Dataset entries

_ _ _ _

//! The per-node mapping context.

use std::{
    fmt,
    sync::{Arc, Mutex, PoisonError},
};

use serde_json::Value as JsonValue;
use treecast_core::{definition::Attributes, types::Type, value::Value};

use crate::tree::Path;

/// Nodes built inside a union member attempt. They are reported to the
/// observers only once the member is chosen, and dropped with it otherwise.
#[derive(Clone, Default)]
pub(crate) struct Observations(Arc<Mutex<Vec<(Shell, Value)>>>);

impl Observations {
    pub(crate) fn push(&self, shell: Shell, value: Value) {
        self.0
            .lock()
            .unwrap_or_else(PoisonError::into_inner)
            .push((shell, value));
    }

    pub(crate) fn extend(&self, observed: Vec<(Shell, Value)>) {
        self.0
            .lock()
            .unwrap_or_else(PoisonError::into_inner)
            .extend(observed);
    }

    pub(crate) fn take(&self) -> Vec<(Shell, Value)> {
        std::mem::take(&mut *self.0.lock().unwrap_or_else(PoisonError::into_inner))
    }
}

impl fmt::Debug for Observations {
    fn fmt(&self, f: &mut fmt::Formatter<'_>) -> fmt::Result {
        let held = self.0.lock().map(|held| held.len()).unwrap_or_default();
        f.debug_tuple("Observations").field(&held).finish()
    }
}

/// Everything needed to map one node of the input: the target type, where
/// the node sits, its raw value and the attributes of the declaration site
/// it was reached through.
///
/// An input of `None` means the value is absent, which is distinct from an
/// explicit `null`.
#[derive(Debug, Clone)]
pub struct Shell {
    ty: Type,
    path: Path,
    input: Option<JsonValue>,
    attributes: Attributes,
    depth: usize,
    attempt: bool,
    observations: Option<Observations>,
}

impl Shell {
    pub(crate) fn root(ty: Type, input: JsonValue) -> Self {
        Self {
            ty,
            path: Path::root(),
            input: Some(input),
            attributes: Attributes::empty(),
            depth: 0,
            attempt: false,
            observations: None,
        }
    }

    /// A nested node, one level deeper than `self`.
    pub(crate) fn child(&self, path: Path, ty: Type, input: Option<JsonValue>) -> Self {
        Self {
            ty,
            path,
            input,
            attributes: Attributes::empty(),
            depth: self.depth + 1,
            attempt: false,
            observations: self.observations.clone(),
        }
    }

    /// The same node mapped against another type, for trying union members.
    ///
    /// An attempt stays at the depth of the union node it was made for.
    pub(crate) fn attempt(&self, ty: Type) -> Self {
        Self {
            ty,
            attempt: true,
            ..self.clone()
        }
    }

    /// Whether this shell tries a union member on behalf of its union node.
    pub(crate) fn is_attempt(&self) -> bool {
        self.attempt
    }

    /// Where nodes built below this one are held back, if anywhere.
    pub(crate) fn observations(&self) -> Option<&Observations> {
        self.observations.as_ref()
    }

    pub(crate) fn with_observations(mut self, observations: Observations) -> Self {
        self.observations = Some(observations);
        self
    }

    pub(crate) fn with_type(mut self, ty: Type) -> Self {
        self.ty = ty;
        self
    }

    pub(crate) fn with_input(mut self, input: Option<JsonValue>) -> Self {
        self.input = input;
        self
    }

    pub(crate) fn with_attributes(mut self, attributes: Attributes) -> Self {
        self.attributes = attributes;
        self
    }

    /// Drop `key` from a mapping input.
    pub(crate) fn without_key(mut self, key: &str) -> Self {
        if let Some(JsonValue::Object(entries)) = &mut self.input {
            entries.shift_remove(key);
        }
        self
    }

    pub fn ty(&self) -> &Type {
        &self.ty
    }

    pub fn path(&self) -> &Path {
        &self.path
    }

    pub fn input(&self) -> Option<&JsonValue> {
        self.input.as_ref()
    }

    pub fn attributes(&self) -> &Attributes {
        &self.attributes
    }

    /// Number of nodes between the root and this one.
    pub fn depth(&self) -> usize {
        self.depth
    }
}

_ _ _ _

What is being asked
Among the lines above, which contain the word "union"? Copy every one.

Result for this exercise
/// Nodes built inside a union member attempt. They are reported to the
    /// The same node mapped against another type, for trying union members.
    /// An attempt stays at the depth of the union node it was made for.
    /// Whether this shell tries a union member on behalf of its union node.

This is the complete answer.